In a newly updated audit report seen by ChimpReports, PWC auditors say “some of the board minutes appear to not have taken place, but the minutes of the meetings were prepared maybe for presentation to external evaluators.”
The board comprised Joseph Biribonwa as the chairman since 2009; Sudhir Ruparelia as Vice Chairman.
The directors who sat on the board were Jyotsna Ruparelia, Tom Mugenga, Rasiklal Kantaria, Alex Rezida, PK Gupta (Deputy MD), Syed Anywar (operations) and Vivek Sharma (Executive Director, Finance).
The auditors gave an example of a ‘board meeting’ of September 18, 2015 which Crane Bank say took place whereas not.
“The company secretary, however, prepared the minutes, which were read in the board’s subsequent meeting on September 27, 2015,” the new PWC report revealed.
“Our review of the minutes prior January 2015 reveal errors in the capture of records indicating that they were either duplicated or they were made up minutes of meetings that did not take place.”
At the meeting of September 18, 2015, Mr Azim Tharani is detailed as making contributions to the meeting, but is not listed in the list of attendees while in board meeting of April 15, 2016, the chairman is recorded welcoming an invitee who is not listed among the participants.
The report also shows that Mr Kantaria is listed as having attended the board meeting of September 28, 2016. Yet, he did not attend the meeting.
As if this was not scary enough, board members were not adequately prepared for meetings as the board pack would be shared during not prior as expected by the Financial Institutions Act (FIA).
The findings will reinforce claims that Crane Bank was deeply mismanaged to an extent that a cash bailout from the Bank of Uganda would not have salvaged it.
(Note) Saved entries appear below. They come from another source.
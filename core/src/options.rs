//! Tunables shared by validation and composition.

use std::collections::BTreeMap;

use crate::registry::Generation;

/// Default bound on body nesting (paragraph nesting and nested records).
pub const DEFAULT_MAX_BODY_DEPTH: usize = 32;

/// Default bound on the paragraph nodes one body may expand to once
/// fragment references are inlined.
pub const DEFAULT_MAX_BODY_NODES: usize = 50_000;

/// Options for a validation or composition pass.
///
/// # Examples
///
/// ```
/// use page_schema_core::{ComposeOptions, Generation};
///
/// let options = ComposeOptions::default()
///     .with_max_body_depth(8)
///     .with_hint("author", Generation::new(3));
/// assert_eq!(options.hint("author"), Some(Generation::new(3)));
/// assert_eq!(options.hint("image"), None);
/// ```
#[derive(Debug, Clone, PartialEq, Eq)]
pub struct ComposeOptions {
    pub max_body_depth: usize,
    pub max_body_nodes: usize,
    /// Generation forced per variant, bypassing best-fit discrimination.
    pub generation_hints: BTreeMap<String, Generation>,
    /// Memoize normalized records by `(contentId, variant, generation)`.
    pub cache: bool,
}

impl Default for ComposeOptions {
    fn default() -> Self {
        Self {
            max_body_depth: DEFAULT_MAX_BODY_DEPTH,
            max_body_nodes: DEFAULT_MAX_BODY_NODES,
            generation_hints: BTreeMap::new(),
            cache: false,
        }
    }
}

impl ComposeOptions {
    pub fn with_max_body_depth(mut self, depth: usize) -> Self {
        self.max_body_depth = depth;
        self
    }

    pub fn with_max_body_nodes(mut self, nodes: usize) -> Self {
        self.max_body_nodes = nodes;
        self
    }

    pub fn with_hint(mut self, variant: impl Into<String>, generation: Generation) -> Self {
        self.generation_hints.insert(variant.into(), generation);
        self
    }

    pub fn with_cache(mut self, cache: bool) -> Self {
        self.cache = cache;
        self
    }

    pub fn hint(&self, variant: &str) -> Option<Generation> {
        self.generation_hints.get(variant).copied()
    }
}
#[cfg(test)]
mod tests {
    use super::*;
    use crate::types::{ContentFields, Embed};
    use serde_json::json;

    fn article(id: &str) -> Value {
        json!({
            "inputTemplate": "article",
            "contentId": id,
            "title": "Headline",
            "pubDate": "2024-06-01T09:00:00Z",
            "body": ["Lead paragraph."],
        })
    }

    fn card(id: &str, pub_date: &str, key_event: Option<&str>) -> Value {
        let mut card = json!({
            "inputTemplate": "liveblogItem",
            "contentId": id,
            "contentName": id,
            "title": id,
            "pubDate": pub_date,
            "body": [],
        });
        if let Some(event) = key_event {
            card["keyEvent"] = json!(event);
        }
        card
    }

    fn page(page_type: &str, slots: Value) -> Value {
        json!({
            "pageType": page_type,
            "lineage": [{"name": "Home", "url": "/"}],
            "seoData": {"metaTitle": "t"},
            "slots": slots,
        })
    }

    fn kinds(errors: &[CompositionError]) -> Vec<&'static str> {
        errors.iter().map(CompositionError::kind).collect()
    }

    #[test]
    fn test_unknown_page_type_is_fatal() {
        let errors = compose_page(&page("blog", json!({}))).unwrap_err();
        assert_eq!(
            errors,
            vec![CompositionError::UnknownPageType {
                page_type: "blog".to_string()
            }]
        );
    }

    #[test]
    fn test_missing_document_parts_are_all_reported() {
        let errors = compose_page(&json!({"pageType": "homepage", "slots": {}})).unwrap_err();
        let paths: Vec<_> = errors.iter().filter_map(|err| err.path()).map(ToString::to_string).collect();
        assert_eq!(paths, vec!["lineage", "seoData"]);
    }

    #[test]
    fn test_main_slot_must_start_with_article() {
        let raw = page(
            "article",
            json!({"main": [{"inputTemplate": "embed", "contentId": "e", "identifier": "x"}, article("a")]}),
        );
        let errors = compose_page(&raw).unwrap_err();
        assert_eq!(kinds(&errors), vec!["invalid_main_slot"]);
        assert_eq!(errors[0].path().unwrap().to_string(), "slots.main[0]");
    }

    #[test]
    fn test_live_blog_record_only_leads_live_blog_pages() {
        let mut live_blog = article("lb");
        live_blog["inputTemplate"] = json!("articleLiveBlog");
        live_blog["cards"] = json!([card("c", "2024-06-01T08:00:00Z", None)]);

        for page_type in ["article", "articleMagazine", "articleReviewBook"] {
            let errors = compose_page(&page(page_type, json!({"main": [live_blog.clone()]}))).unwrap_err();
            assert_eq!(kinds(&errors), vec!["invalid_main_slot"], "{page_type}");
        }

        let page = compose_page(&page("articleLiveBlog", json!({"main": [live_blog]}))).unwrap();
        assert!(page.primary().and_then(Content::as_live_blog).is_some());
    }

    #[test]
    fn test_cache_never_hides_invalid_records() {
        let cache = NormalizationCache::new();
        let composer = PageComposer::new(SchemaRegistry::builtin()).with_cache(&cache);
        let valid = page("section", json!({"a": [{"inputTemplate": "embed", "contentId": "e", "identifier": "x"}]}));
        composer.compose(&valid).unwrap();

        let invalid = page("section", json!({"a": [{"inputTemplate": "embed", "contentId": "e"}]}));
        let errors = composer.compose(&invalid).unwrap_err();
        assert_eq!(kinds(&errors), vec!["missing_field"]);

        let other = page("section", json!({"a": [{"inputTemplate": "embed", "contentId": "e", "identifier": "y"}]}));
        let composed = composer.compose(&other).unwrap();
        let embed = &composed.page.slot("a").unwrap()[0];
        assert_eq!(embed.fields, ContentFields::Embed(Embed { identifier: "y".to_string() }));
        assert_eq!(cache.len(), 2);
    }

    #[test]
    fn test_cached_records_still_report_warnings() {
        let cache = NormalizationCache::new();
        let composer = PageComposer::new(SchemaRegistry::builtin()).with_cache(&cache);
        let mut with_unknown = article("a");
        with_unknown["body"] = json!(["text", {"inputTemplate": "podcast", "contentId": "p"}]);
        let raw = page("article", json!({"main": [with_unknown]}));

        assert_eq!(composer.compose(&raw).unwrap().warnings.len(), 1);
        assert_eq!(composer.compose(&raw).unwrap().warnings.len(), 1);
        assert!(cache.is_empty());
    }

    #[test]
    fn test_missing_and_empty_main() {
        let errors = compose_page(&page("venue", json!({"aside": []}))).unwrap_err();
        assert_eq!(kinds(&errors), vec!["invalid_main_slot"]);

        let errors = compose_page(&page("event", json!({"main": []}))).unwrap_err();
        assert_eq!(kinds(&errors), vec!["invalid_main_slot"]);
    }

    #[test]
    fn test_non_article_page_main_is_ordinary() {
        let raw = page(
            "homepage",
            json!({"main": [{"inputTemplate": "embed", "contentId": "e", "identifier": "x"}]}),
        );
        let page = compose_page(&raw).unwrap();
        assert!(page.primary().is_none());
        assert_eq!(page.slot("main").unwrap().len(), 1);
    }

    #[test]
    fn test_slot_order_preserved_without_gaps() {
        let raw = page(
            "article",
            json!({
                "main": [
                    article("a"),
                    {"inputTemplate": "embed", "contentId": "e1", "identifier": "one"},
                    {"inputTemplate": "quiz", "contentId": "q"},
                    {"inputTemplate": "embed", "contentId": "e2", "identifier": "two"},
                ],
            }),
        );
        let composed = PageComposer::new(SchemaRegistry::builtin()).compose(&raw).unwrap();
        let ids: Vec<_> = composed.page.slot("main").unwrap().iter().map(|c| c.content_id.as_str()).collect();
        assert_eq!(ids, vec!["a", "e1", "e2"]);
        assert_eq!(
            composed.warnings,
            vec![CompositionWarning::UnknownContent {
                path: FieldPath::root().key("slots").key("main").index(2),
                input_template: Some("quiz".to_string()),
            }]
        );
    }

    #[test]
    fn test_live_blog_without_cards_yields_one_error() {
        let raw = page("articleLiveBlog", json!({"main": [article("lb")]}));
        let errors = compose_page(&raw).unwrap_err();
        assert_eq!(
            errors,
            vec![CompositionError::InvalidLiveBlog {
                path: FieldPath::root().key("slots").key("main").index(0).key("cards"),
                reason: "a live-blog page needs at least one card".to_string(),
            }]
        );
    }

    #[test]
    fn test_cards_pinned_first_then_newest() {
        let mut primary = article("lb");
        primary["cards"] = json!([
            card("old", "2024-06-01T08:00:00Z", None),
            card("pinned-old", "2024-06-01T07:00:00Z", Some("Result")),
            card("new", "2024-06-01T10:00:00Z", None),
            card("pinned-new", "2024-06-01T09:00:00Z", Some("Speech")),
            card("new-twin", "2024-06-01T10:00:00Z", Some("")),
        ]);
        let page = compose_page(&page("articleLiveBlog", json!({"main": [primary]}))).unwrap();
        let live_blog = page.primary().and_then(Content::as_live_blog).unwrap();
        let order: Vec<_> = live_blog.cards.iter().map(|c| c.content_id.as_str()).collect();
        assert_eq!(order, vec!["pinned-new", "pinned-old", "new", "new-twin", "old"]);
    }

    #[test]
    fn test_shared_cache_is_filled_once() {
        let cache = NormalizationCache::new();
        let composer = PageComposer::new(SchemaRegistry::builtin()).with_cache(&cache);
        let raw = page(
            "section",
            json!({
                "a": [{"inputTemplate": "embed", "contentId": "e", "identifier": "x"}],
                "b": [{"inputTemplate": "embed", "contentId": "e", "identifier": "x"}],
            }),
        );
        let composed = composer.compose(&raw).unwrap();
        assert_eq!(cache.len(), 1);
        assert_eq!(composed.page.slot("a"), composed.page.slot("b"));
    }

    #[test]
    fn test_compose_slot_entry() {
        let slot = compose_slot(
            "main",
            &json!([article("a"), {"inputTemplate": "embed", "contentId": "e", "identifier": "x"}]),
            PageType::ArticleRecipe,
        )
        .unwrap();
        assert_eq!(slot.name, "main");
        assert_eq!(slot.elements.len(), 2);
        assert!(slot.warnings.is_empty());
    }
}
The board is mandated to uphold the statutory responsibilities required by financial institutions and ensure the bank is run properly.
However, at the time of collapse, Crane Bank had a ‘hole’ of over Shs 400bn which compelled BoU to inject the funds to meet the liquidity obligations to customers.
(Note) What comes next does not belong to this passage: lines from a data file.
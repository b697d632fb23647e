//! Error and warning types for validation and page composition.
//!
//! Field-level problems are collected rather than reported fail-fast, so
//! each error carries the [`FieldPath`] of the offending value (for example
//! `slots.main[2].body[5].alt`). A failed composition therefore enumerates
//! every violation found in the document.

use std::fmt;

use serde::{Serialize, Serializer};
use thiserror::Error;

use crate::registry::Generation;

/// One step in a [`FieldPath`].
#[derive(Debug, Clone, PartialEq, Eq, Hash)]
pub enum PathSegment {
    /// Object member name.
    Key(String),
    /// Array index.
    Index(usize),
}

/// Location of a value inside a raw document.
///
/// # Examples
///
/// ```
/// use page_schema_core::FieldPath;
///
/// let path = FieldPath::root().key("slots").key("main").index(2).key("alt");
/// assert_eq!(path.to_string(), "slots.main[2].alt");
/// assert_eq!(FieldPath::root().to_string(), "(root)");
/// ```
#[derive(Debug, Clone, Default, PartialEq, Eq, Hash)]
pub struct FieldPath(Vec<PathSegment>);

impl FieldPath {
    /// The empty path, pointing at the value being validated.
    pub fn root() -> Self {
        Self(Vec::new())
    }

    /// Returns a new path extended by an object member.
    pub fn key(&self, key: &str) -> Self {
        let mut segments = self.0.clone();
        segments.push(PathSegment::Key(key.to_string()));
        Self(segments)
    }

    /// Returns a new path extended by an array index.
    pub fn index(&self, index: usize) -> Self {
        let mut segments = self.0.clone();
        segments.push(PathSegment::Index(index));
        Self(segments)
    }

    pub fn is_root(&self) -> bool {
        self.0.is_empty()
    }

    pub fn segments(&self) -> &[PathSegment] {
        &self.0
    }
}

impl fmt::Display for FieldPath {
    fn fmt(&self, f: &mut fmt::Formatter<'_>) -> fmt::Result {
        if self.0.is_empty() {
            return write!(f, "(root)");
        }
        for (i, segment) in self.0.iter().enumerate() {
            match segment {
                PathSegment::Key(key) if i == 0 => write!(f, "{key}")?,
                PathSegment::Key(key) => write!(f, ".{key}")?,
                PathSegment::Index(index) => write!(f, "[{index}]")?,
            }
        }
        Ok(())
    }
}

impl Serialize for FieldPath {
    fn serialize<S: Serializer>(&self, serializer: S) -> Result<S::Ok, S::Error> {
        serializer.collect_str(self)
    }
}

/// Record-level validation failures.
///
/// Every variant is fatal for the record that produced it; the Validator
/// keeps going after the first one so sibling fields and elements are still
/// checked.
#[derive(Debug, Clone, PartialEq, Eq, Error)]
pub enum ValidationError {
    /// A required field is absent (or `null`).
    #[error("{path}: missing required field")]
    MissingField { path: FieldPath },

    /// A present field holds a value of the wrong kind.
    #[error("{path}: expected {expected}, found {found}")]
    TypeMismatch {
        path: FieldPath,
        expected: String,
        found: String,
    },

    /// A value has the right kind but breaks a declared constraint
    /// (closed enumeration, crop geometry, date ordering).
    #[error("{path}: {reason}")]
    ConstraintViolation { path: FieldPath, reason: String },

    /// More than one schema generation fits the record equally well and no
    /// generation hint was supplied.
    #[error("{path}: `{variant}` matches several schema generations ({})", join_generations(.candidates))]
    SchemaAmbiguous {
        path: FieldPath,
        variant: String,
        candidates: Vec<Generation>,
    },

    /// The registry has no contract for the requested variant/generation.
    #[error("{path}: no schema registered for `{variant}` {generation}")]
    UnknownSchema {
        path: FieldPath,
        variant: String,
        generation: Generation,
    },

    /// Body content is structurally invalid: a fragment cycle, a dangling
    /// fragment reference, excessive nesting, or an unrecognizable element.
    #[error("{path}: malformed body: {reason}")]
    MalformedBody { path: FieldPath, reason: String },
}

fn join_generations(candidates: &[Generation]) -> String {
    candidates
        .iter()
        .map(ToString::to_string)
        .collect::<Vec<_>>()
        .join(", ")
}

impl ValidationError {
    pub fn path(&self) -> &FieldPath {
        match self {
            Self::MissingField { path }
            | Self::TypeMismatch { path, .. }
            | Self::ConstraintViolation { path, .. }
            | Self::SchemaAmbiguous { path, .. }
            | Self::UnknownSchema { path, .. }
            | Self::MalformedBody { path, .. } => path,
        }
    }

    /// Stable snake_case name of the error kind, used in reports.
    pub fn kind(&self) -> &'static str {
        match self {
            Self::MissingField { .. } => "missing_field",
            Self::TypeMismatch { .. } => "type_mismatch",
            Self::ConstraintViolation { .. } => "constraint_violation",
            Self::SchemaAmbiguous { .. } => "schema_ambiguous",
            Self::UnknownSchema { .. } => "unknown_schema",
            Self::MalformedBody { .. } => "malformed_body",
        }
    }

    pub(crate) fn type_mismatch(path: &FieldPath, expected: impl Into<String>, found: &serde_json::Value) -> Self {
        Self::TypeMismatch {
            path: path.clone(),
            expected: expected.into(),
            found: describe_json(found).to_string(),
        }
    }

    pub(crate) fn malformed(path: &FieldPath, reason: impl Into<String>) -> Self {
        Self::MalformedBody {
            path: path.clone(),
            reason: reason.into(),
        }
    }
}

/// Page-level composition failures.
///
/// A `compose_page` call that fails returns every error it collected; a
/// partial page is never produced.
#[derive(Debug, Clone, PartialEq, Eq, Error)]
pub enum CompositionError {
    /// A field- or record-level failure inside the document.
    #[error(transparent)]
    Validation(#[from] ValidationError),

    /// The exploded `main` slot does not start with the page's primary
    /// article.
    #[error("{path}: invalid main slot: {reason}")]
    InvalidMainSlot { path: FieldPath, reason: String },

    /// `pageType` is not one of the closed enumeration.
    #[error("unknown page type `{page_type}`")]
    UnknownPageType { page_type: String },

    /// A live-blog page whose primary article carries no cards.
    #[error("{path}: invalid live blog: {reason}")]
    InvalidLiveBlog { path: FieldPath, reason: String },
}

impl CompositionError {
    pub fn kind(&self) -> &'static str {
        match self {
            Self::Validation(err) => err.kind(),
            Self::InvalidMainSlot { .. } => "invalid_main_slot",
            Self::UnknownPageType { .. } => "unknown_page_type",
            Self::InvalidLiveBlog { .. } => "invalid_live_blog",
        }
    }

    /// Path of the offending value, when the error is tied to one.
    pub fn path(&self) -> Option<&FieldPath> {
        match self {
            Self::Validation(err) => Some(err.path()),
            Self::InvalidMainSlot { path, .. } | Self::InvalidLiveBlog { path, .. } => Some(path),
            Self::UnknownPageType { .. } => None,
        }
    }

    /// Flattens the error into a serializable report line.
    pub fn report(&self) -> ErrorReport {
        ErrorReport {
            kind: self.kind(),
            path: self.path().map(ToString::to_string),
            message: self.to_string(),
        }
    }
}

/// Serializable summary of one [`CompositionError`].
#[derive(Debug, Clone, PartialEq, Eq, Serialize)]
pub struct ErrorReport {
    pub kind: &'static str,
    #[serde(skip_serializing_if = "Option::is_none")]
    pub path: Option<String>,
    pub message: String,
}

/// Non-fatal findings recorded while composing.
#[derive(Debug, Clone, PartialEq, Eq, Serialize)]
#[serde(tag = "kind", rename_all = "snake_case")]
pub enum CompositionWarning {
    /// An element whose `inputTemplate` matches no registered variant was
    /// dropped.
    UnknownContent {
        path: FieldPath,
        #[serde(skip_serializing_if = "Option::is_none")]
        input_template: Option<String>,
    },
}

impl fmt::Display for CompositionWarning {
    fn fmt(&self, f: &mut fmt::Formatter<'_>) -> fmt::Result {
        match self {
            Self::UnknownContent {
                path,
                input_template: Some(template),
            } => write!(f, "{path}: dropped unknown content `{template}`"),
            Self::UnknownContent {
                path,
                input_template: None,
            } => write!(f, "{path}: dropped content without inputTemplate"),
        }
    }
}

/// Short name of a JSON value's kind, for mismatch messages.
pub(crate) fn describe_json(value: &serde_json::Value) -> &'static str {
    match value {
        serde_json::Value::Null => "null",
        serde_json::Value::Bool(_) => "boolean",
        serde_json::Value::Number(_) => "number",
        serde_json::Value::String(_) => "string",
        serde_json::Value::Array(_) => "array",
        serde_json::Value::Object(_) => "object",
    }
}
The only money Crane Bank had was in fixed deposits hence lack of liquidity.
With Sudhir investing heavily in real estate hence possibly explaining his failure to raise funds to capitalize the bank, any delay by BoU would have led to catastrophic consequences for the financial sector.
‘Rubber stamp board’
The new discoveries show the bank’s rot started from the top before permeating through the lower structures of the institution.
“The board was largely used merely as a rubber stamp as we have seen cases where the board was only informed and then endorsed significant developments such as the appointment of executive directors and committing the bank into a line of credit with the European Investment Bank and aBi Finance Trust,” reads the audit report.
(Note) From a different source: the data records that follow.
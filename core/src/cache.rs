//! Normalization cache shared across concurrent compositions.
//!
//! Normalization is a pure function of `(contentId, variant, generation)`
//! and the record content, so records that recur across pages (authors,
//! shared images) are normalized once. Keys carry a SHA-256 digest of the
//! raw record: two records sharing a `contentId` but differing in any field
//! never share an entry. Entries are insert-once: the first value stored
//! for a key wins and later inserts return it.

use std::collections::HashMap;
use std::sync::{Arc, PoisonError, RwLock};

use serde_json::Value;
use sha2::{Digest, Sha256};

use crate::registry::Generation;
use crate::types::Content;

#[derive(Debug, Clone, PartialEq, Eq, Hash)]
pub struct CacheKey {
    pub content_id: String,
    pub variant: String,
    pub generation: Generation,
    /// Hex SHA-256 of the raw record's JSON text.
    pub digest: String,
}

impl CacheKey {
    pub fn new(content_id: impl Into<String>, variant: impl Into<String>, generation: Generation, raw: &Value) -> Self {
        Self {
            content_id: content_id.into(),
            variant: variant.into(),
            generation,
            digest: format!("{:x}", Sha256::digest(raw.to_string().as_bytes())),
        }
    }
}

/// Thread-safe, insert-once map from [`CacheKey`] to normalized content.
///
/// # Examples
///
/// ```
/// use page_schema_core::*;
/// use serde_json::json;
///
/// let raw = json!({"inputTemplate": "embed", "contentId": "e-1", "identifier": "yt"});
/// let cache = NormalizationCache::new();
/// let key = CacheKey::new("e-1", "embed", Generation::new(1), &raw);
/// assert!(cache.get(&key).is_none());
///
/// let embed = Content {
///     content_id: "e-1".into(),
///     content_name: None,
///     fields: ContentFields::Embed(Embed { identifier: "yt".into() }),
///     extra: Default::default(),
/// };
/// cache.insert(key.clone(), embed.clone());
/// assert_eq!(*cache.get(&key).unwrap(), embed);
/// ```
#[derive(Debug, Default)]
pub struct NormalizationCache {
    entries: RwLock<HashMap<CacheKey, Arc<Content>>>,
}

impl NormalizationCache {
    pub fn new() -> Self {
        Self::default()
    }

    pub fn get(&self, key: &CacheKey) -> Option<Arc<Content>> {
        let entries = self.entries.read().unwrap_or_else(PoisonError::into_inner);
        entries.get(key).cloned()
    }

    /// Stores `content` unless the key is already present; returns the
    /// value held by the cache afterwards.
    pub fn insert(&self, key: CacheKey, content: Content) -> Arc<Content> {
        let mut entries = self.entries.write().unwrap_or_else(PoisonError::into_inner);
        entries.entry(key).or_insert_with(|| Arc::new(content)).clone()
    }

    pub fn len(&self) -> usize {
        self.entries.read().unwrap_or_else(PoisonError::into_inner).len()
    }

    pub fn is_empty(&self) -> bool {
        self.len() == 0
    }

    pub fn clear(&self) {
        self.entries.write().unwrap_or_else(PoisonError::into_inner).clear();
    }
}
It also was discovered that the board would at times meet at Sudhir’s home.
“As per the board minutes, at least four board meetings were held in Dr Ruparelia’s home,” reads the report, adding, “This may point to an informality in the meetings as well as highlight the unlawful and unethical controlling role played by the Vice Chairman.”
Most importantly, research showed that only one board member out of five was assessed as ‘independent’. The chairman, Biribonwa, was found to have served for 15 years.
A study showed that Biribonwa “appeared not to be an independent director, contrary to the letter and spirit of FIA. While he has served as CBL board chairman for an extended period of 15 years, he is also indicated as being the chairman of Munyonyo Commonwealth Resort; a company associated with Dr Sudhir Ruparelia…”
Auditors say the weak board failed in its fiduciary duty to act in the bank’s best interest as they failed to promote arms-length relationships in the bank’s dealings with related parties and did not query transactions that deprived CBL of value to benefit some shareholders.
The report observed that failure to execute its mandate “allowed the systemic plunder of bank.”
As such, from the sampled loans reviewed, the bank’s loans committee “appeared to have approved most of the loans by circulations; in some cases issuing approval without considering whether all the prerequisite procedures had been passed.”
For instance, the loans committee approved the loan logic on December 31 2015 through circulation; a week after the loan had been disbursed but the valuation report for the loan was received five months later.
“We noted that this was the case in loans that had significant exposure to the bank such as Aureco. Aureco received loans totaling Shs 24.9bn eight days after it was incorporated.”
The auditors recommended prosecution for Sudhir and fellow directors.